Collected data entries:
________________________________________

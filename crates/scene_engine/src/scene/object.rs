//! The object contract consumed by the scene, plus a mesh-backed
//! implementation

use std::sync::atomic::{AtomicU8, Ordering};
use std::sync::Arc;

use bitflags::bitflags;

use super::mesh::TriangleMesh;
use crate::foundation::math::{Transform, Vec3};
use crate::geometry::{BoundingSphere, Ray};
use crate::render::RenderConfig;

bitflags! {
    /// Render-state flag set for a scene object
    #[derive(Debug, Clone, Copy, PartialEq, Eq)]
    pub struct RenderStateFlags: u8 {
        /// The object is drawn during render passes
        const VISIBLE = 1;
        /// The object is removed at the end of the next render pass that
        /// observes the flag
        const TO_BE_DELETED = 1 << 1;
    }
}

/// Shared, atomically flagged render state.
///
/// An `Arc<RenderState>` clone is the only channel through which threads
/// other than the render thread may affect the scene: they may hide an
/// object or mark it for deletion, and the render thread applies the
/// deletion as a batched sweep at the end of a render pass.
#[derive(Debug)]
pub struct RenderState {
    // The two flags are independent; no ordering is required between them.
    flags: AtomicU8,
}

impl Default for RenderState {
    fn default() -> Self {
        Self::new()
    }
}

impl RenderState {
    /// New state: visible, not marked for deletion
    pub fn new() -> Self {
        Self {
            flags: AtomicU8::new(RenderStateFlags::VISIBLE.bits()),
        }
    }

    fn load(&self) -> RenderStateFlags {
        RenderStateFlags::from_bits_truncate(self.flags.load(Ordering::Relaxed))
    }

    /// Whether render passes should draw the object
    pub fn is_visible(&self) -> bool {
        self.load().contains(RenderStateFlags::VISIBLE)
    }

    /// Show or hide the object
    pub fn set_visible(&self, visible: bool) {
        if visible {
            self.flags.fetch_or(RenderStateFlags::VISIBLE.bits(), Ordering::Relaxed);
        } else {
            self.flags.fetch_and(!RenderStateFlags::VISIBLE.bits(), Ordering::Relaxed);
        }
    }

    /// Whether the object has been flagged for deferred removal
    pub fn is_to_be_deleted(&self) -> bool {
        self.load().contains(RenderStateFlags::TO_BE_DELETED)
    }

    /// Flag the object for removal at the end of the next render pass that
    /// observes the flag. May be called from any thread; never unset.
    pub fn mark_for_deletion(&self) {
        self.flags.fetch_or(RenderStateFlags::TO_BE_DELETED.bits(), Ordering::Relaxed);
    }
}

/// Contract every renderable scene entity fulfills.
///
/// Objects advance their own opaque state in `update`, draw themselves
/// against the shared [`RenderConfig`] in `render`, and answer picking
/// queries in `intersect`. The default implementations are inert so
/// minimal objects only implement what they need.
pub trait SceneObject {
    /// Shared render-state flag handle; clones may cross threads
    fn render_state(&self) -> &Arc<RenderState>;

    /// World-space position
    fn position(&self) -> Vec3;

    /// Per-axis scale factors
    fn scale(&self) -> Vec3;

    /// Radius of the local-space bounding sphere, if the object has one.
    /// Objects without a bounding sphere are never frustum-culled.
    fn bounding_sphere_radius(&self) -> Option<f32> {
        None
    }

    /// Advance internal state by `elapsed_micros` microseconds. Objects
    /// must not depend on each other's update order within one frame.
    fn update(&mut self, elapsed_micros: f32) {
        let _ = elapsed_micros;
    }

    /// Issue draw calls for the current frame
    fn render(&mut self, config: &RenderConfig) {
        let _ = config;
    }

    /// Test a world-space ray against this object.
    ///
    /// Returns the signed distance along the ray under the engine's
    /// picking convention: contacts in front of the camera are negative,
    /// and the numerically largest valid distance is the nearest hit.
    fn intersect(&self, ray: &Ray) -> Option<f32> {
        let _ = ray;
        None
    }
}

/// A mesh-backed scene object with position, orientation, and scale.
///
/// Picking transforms the world-space ray into local space by the inverse
/// world matrix and runs the back-face-culling triangle test over the mesh,
/// gated by a world-space bounding-sphere reject.
pub struct MeshObject {
    state: Arc<RenderState>,
    /// World transform (position, rotation, scale)
    pub transform: Transform,
    mesh: Option<TriangleMesh>,
    age_micros: f32,
}

impl MeshObject {
    /// Create an empty object with no mesh; it is never culled and never
    /// picked
    pub fn new() -> Self {
        Self {
            state: Arc::new(RenderState::new()),
            transform: Transform::identity(),
            mesh: None,
            age_micros: 0.0,
        }
    }

    /// Create an object around a mesh
    pub fn with_mesh(mesh: TriangleMesh) -> Self {
        Self {
            mesh: Some(mesh),
            ..Self::new()
        }
    }

    /// Move the object to `position`
    pub fn set_position(&mut self, position: Vec3) {
        self.transform.position = position;
    }

    /// Set per-axis scale factors
    pub fn set_scale(&mut self, scale: Vec3) {
        self.transform.scale = scale;
    }

    /// Accumulated update time in microseconds
    pub fn age_micros(&self) -> f32 {
        self.age_micros
    }
}

impl Default for MeshObject {
    fn default() -> Self {
        Self::new()
    }
}

impl SceneObject for MeshObject {
    fn render_state(&self) -> &Arc<RenderState> {
        &self.state
    }

    fn position(&self) -> Vec3 {
        self.transform.position
    }

    fn scale(&self) -> Vec3 {
        self.transform.scale
    }

    fn bounding_sphere_radius(&self) -> Option<f32> {
        self.mesh.as_ref().map(TriangleMesh::bounding_radius)
    }

    fn update(&mut self, elapsed_micros: f32) {
        self.age_micros += elapsed_micros;
    }

    fn intersect(&self, ray: &Ray) -> Option<f32> {
        let mesh = self.mesh.as_ref()?;

        // Coarse world-space reject before touching triangles
        let world_radius = mesh.bounding_radius() * self.transform.uniform_scale();
        let sphere = BoundingSphere::new(self.transform.position, world_radius);
        sphere.intersect_ray(ray)?;

        let inverse_world = self.transform.to_matrix().try_inverse()?;
        let local_ray = ray.transformed(&inverse_world);

        let mut nearest_contact = f32::MAX;
        let mut hit = false;
        for triangle in mesh.triangles() {
            if let Some(contact) = triangle.intersect_ray_culling(&local_ray) {
                nearest_contact = nearest_contact.min(contact);
                hit = true;
            }
        }

        if hit {
            // Camera-facing contacts are negative under the picking
            // convention; scale the local distance back to world units.
            Some(-nearest_contact * self.transform.uniform_scale())
        } else {
            None
        }
    }
}
//! # Scene Engine
//!
//! Runtime core of a real-time 3D scene engine. It owns the set of
//! renderable objects and lights, decides each frame which objects are
//! visible, drives depth-only shadow-map passes, and answers ray-picking
//! queries against the scene.
//!
//! Everything GPU-shaped is reached through the [`render::RenderDevice`]
//! trait; shader compilation, vertex-buffer upload, camera management, and
//! windowing are external collaborators.
//!
//! ## Quick Start
//!
//! ```rust
//! use scene_engine::prelude::*;
//!
//! let mut scene = Scene::new();
//! scene.render_config.frustum_culling = true;
//!
//! let mesh = TriangleMesh::from_vertices(
//!     &[
//!         Vec3::new(-1.0, -1.0, 0.0),
//!         Vec3::new(1.0, -1.0, 0.0),
//!         Vec3::new(0.0, 1.0, 0.0),
//!     ],
//!     &[0, 1, 2],
//! );
//! scene.add_object(Box::new(MeshObject::with_mesh(mesh)));
//!
//! scene.update();
//! scene.render();
//!
//! let ray = Ray::new(Vec3::new(0.0, 0.0, 5.0), Vec3::new(0.0, 0.0, -1.0));
//! let picked = scene.intersect(&ray);
//! assert_eq!(picked, Some(0));
//! ```

#![warn(missing_docs)]
#![warn(clippy::all, clippy::pedantic, clippy::nursery)]
#![allow(clippy::module_name_repetitions, clippy::similar_names, clippy::too_many_arguments)]

pub mod foundation;
pub mod geometry;
pub mod culling;
pub mod render;
pub mod lights;
pub mod scene;

/// Common imports for engine users
pub mod prelude {
    pub use crate::{
        culling::FrustumCuller,
        foundation::math::{Mat4, Quat, Vec2, Vec3, Transform},
        geometry::{Aabb, BoundingSphere, Ray, Triangle},
        lights::{Light, ShadowMap, ShadowMapError, ShadowMapPool},
        render::{RenderConfig, RenderDevice, RenderStats, WireframeMode},
        scene::{Camera, MeshObject, RenderState, Scene, SceneObject, TriangleMesh},
    };
}
//! GPU device abstraction for the shadow pipeline
//!
//! Covers exactly the global GPU state this core touches. Callers must not
//! assume any binding survives a call into a component that takes the
//! device; the shadow pass rebinds the default framebuffer when it finishes.

/// Opaque GPU texture handle
pub type TextureId = u32;

/// Opaque GPU framebuffer handle
pub type FramebufferId = u32;

/// A texture unit binding slot
#[derive(Debug, Clone, Copy, PartialEq, Eq)]
pub struct TextureUnit(pub u32);

/// Completeness state of the currently bound framebuffer
#[derive(Debug, Clone, Copy, PartialEq, Eq)]
pub enum FramebufferStatus {
    /// The framebuffer is complete and renderable
    Complete,
    /// An attachment is in an invalid state
    IncompleteAttachment,
    /// No attachments are present
    MissingAttachment,
    /// The attachment combination is unsupported by the driver
    Unsupported,
}

/// Rendering device trait for the depth-only shadow pipeline.
///
/// Backends (GL, Vulkan, mock) implement this to let the shadow map manager
/// own its GPU resource lifecycle without knowing the graphics API.
pub trait RenderDevice {
    /// Device capability version as (major, minor), GL-style
    fn version(&self) -> (u32, u32);

    /// Create a depth-only texture of the given size, bound to `unit`,
    /// with nearest filtering, edge clamping, and depth-compare sampling
    fn create_depth_texture(&mut self, width: u32, height: u32, unit: TextureUnit) -> TextureId;

    /// Create a framebuffer with `depth_texture` as its only (depth)
    /// attachment and color draw/read buffers disabled. Leaves the new
    /// framebuffer bound.
    fn create_framebuffer(&mut self, depth_texture: TextureId) -> FramebufferId;

    /// Bind a framebuffer as the render target; `None` restores the
    /// default target
    fn bind_framebuffer(&mut self, framebuffer: Option<FramebufferId>);

    /// Set the viewport to cover `width` x `height` pixels
    fn set_viewport(&mut self, width: u32, height: u32);

    /// Enable or disable color writes (depth-only passes disable them)
    fn set_color_writes(&mut self, enabled: bool);

    /// Clear only the depth buffer of the bound framebuffer
    fn clear_depth(&mut self);

    /// Query completeness of the currently bound framebuffer
    fn framebuffer_status(&self) -> FramebufferStatus;

    /// Release a texture
    fn delete_texture(&mut self, texture: TextureId);

    /// Release a framebuffer
    fn delete_framebuffer(&mut self, framebuffer: FramebufferId);
}
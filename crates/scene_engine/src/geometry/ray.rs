//! Rays for picking and intersection queries

use crate::foundation::math::{Mat4, Point3, Vec3};

/// A ray for ray casting and picking
#[derive(Debug, Clone, Copy)]
pub struct Ray {
    /// The origin point of the ray in world space
    pub origin: Vec3,
    /// The direction of the ray (unit length when built through [`Ray::new`])
    pub direction: Vec3,
}

impl Ray {
    /// Creates a new ray with the given origin and direction
    pub fn new(origin: Vec3, direction: Vec3) -> Self {
        Self {
            origin,
            direction: direction.normalize(),
        }
    }

    /// Creates a ray passing through two points, pointing from `a` to `b`
    pub fn from_two_points(a: Vec3, b: Vec3) -> Self {
        Self::new(a, b - a)
    }

    /// Get a point along the ray at distance t
    pub fn point_at(&self, t: f32) -> Vec3 {
        self.origin + self.direction * t
    }

    /// Transform this ray by a matrix (origin as a point, direction as a
    /// vector, renormalized). Used to move a world-space ray into an
    /// object's local space before precise triangle tests.
    pub fn transformed(&self, matrix: &Mat4) -> Self {
        let origin = matrix.transform_point(&Point3::from(self.origin));
        let direction = matrix.transform_vector(&self.direction);
        Self {
            origin: origin.coords,
            direction: direction.normalize(),
        }
    }

    /// Distance from this (infinite) ray to a point at the closest spot.
    ///
    /// Returns `(perpendicular_distance, distance_along_ray)`; the second
    /// value is the signed projection of `origin - point` onto the ray
    /// direction, which is what the picking code compares.
    pub fn distance_to_point(&self, point: Vec3) -> (f32, f32) {
        let offset = self.origin - point;
        let distance_along_ray = offset.dot(&self.direction);
        let perpendicular = (offset - self.direction * distance_along_ray).norm();
        (perpendicular, distance_along_ray)
    }
}
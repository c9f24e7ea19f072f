//! Axis-aligned bounding boxes

use super::Ray;
use crate::foundation::math::Vec3;

/// Axis-Aligned Bounding Box for coarse intersection tests
#[derive(Debug, Clone, Copy, PartialEq)]
pub struct Aabb {
    /// Minimum corner of the bounding box
    pub min: Vec3,
    /// Maximum corner of the bounding box
    pub max: Vec3,
}

impl Aabb {
    /// Create a new AABB from min and max points
    pub fn new(min: Vec3, max: Vec3) -> Self {
        Self { min, max }
    }

    /// Create an AABB centered at a point with given extents
    pub fn from_center_extents(center: Vec3, extents: Vec3) -> Self {
        Self {
            min: center - extents,
            max: center + extents,
        }
    }

    /// Get the center of the AABB
    pub fn center(&self) -> Vec3 {
        (self.min + self.max) * 0.5
    }

    /// Get the extents (half-size) of the AABB
    pub fn extents(&self) -> Vec3 {
        (self.max - self.min) * 0.5
    }

    /// Check if this AABB contains a point
    pub fn contains_point(&self, point: Vec3) -> bool {
        point.x >= self.min.x
            && point.x <= self.max.x
            && point.y >= self.min.y
            && point.y <= self.max.y
            && point.z >= self.min.z
            && point.z <= self.max.z
    }

    /// Check if this AABB intersects another AABB
    pub fn intersects(&self, other: &Self) -> bool {
        self.min.x <= other.max.x
            && self.max.x >= other.min.x
            && self.min.y <= other.max.y
            && self.max.y >= other.min.y
            && self.min.z <= other.max.z
            && self.max.z >= other.min.z
    }

    /// Grow this AABB so it also encloses `point`
    pub fn expand_to_fit(&mut self, point: Vec3) {
        self.min = self.min.inf(&point);
        self.max = self.max.sup(&point);
    }

    /// Test ray intersection against this AABB using the slab method.
    ///
    /// Returns `(tnear, tfar)` along the ray when it intersects. A box
    /// entirely behind the ray origin (`tfar < 0`) is a miss.
    pub fn intersect_ray(&self, ray: &Ray) -> Option<(f32, f32)> {
        // Division by a zero component yields infinities, which the
        // min/max folding handles without special cases.
        let inv_dir = Vec3::new(
            1.0 / ray.direction.x,
            1.0 / ray.direction.y,
            1.0 / ray.direction.z,
        );

        let t1 = (self.min.x - ray.origin.x) * inv_dir.x;
        let t2 = (self.max.x - ray.origin.x) * inv_dir.x;
        let t3 = (self.min.y - ray.origin.y) * inv_dir.y;
        let t4 = (self.max.y - ray.origin.y) * inv_dir.y;
        let t5 = (self.min.z - ray.origin.z) * inv_dir.z;
        let t6 = (self.max.z - ray.origin.z) * inv_dir.z;

        let tnear = t1.min(t2).max(t3.min(t4)).max(t5.min(t6));
        let tfar = t1.max(t2).min(t3.max(t4)).min(t5.max(t6));

        if tfar < 0.0 || tnear > tfar {
            None
        } else {
            Some((tnear, tfar))
        }
    }
}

________________________________________

Assigned task: Search the data above for the string "position" and return every line that has it.

Problem solution:
    /// World-space position
    fn position(&self) -> Vec3;
/// A mesh-backed scene object with position, orientation, and scale.
    /// World transform (position, rotation, scale)
    /// Move the object to `position`
    pub fn set_position(&mut self, position: Vec3) {
        self.transform.position = position;
    fn position(&self) -> Vec3 {
        self.transform.position
        let sphere = BoundingSphere::new(self.transform.position, world_radius);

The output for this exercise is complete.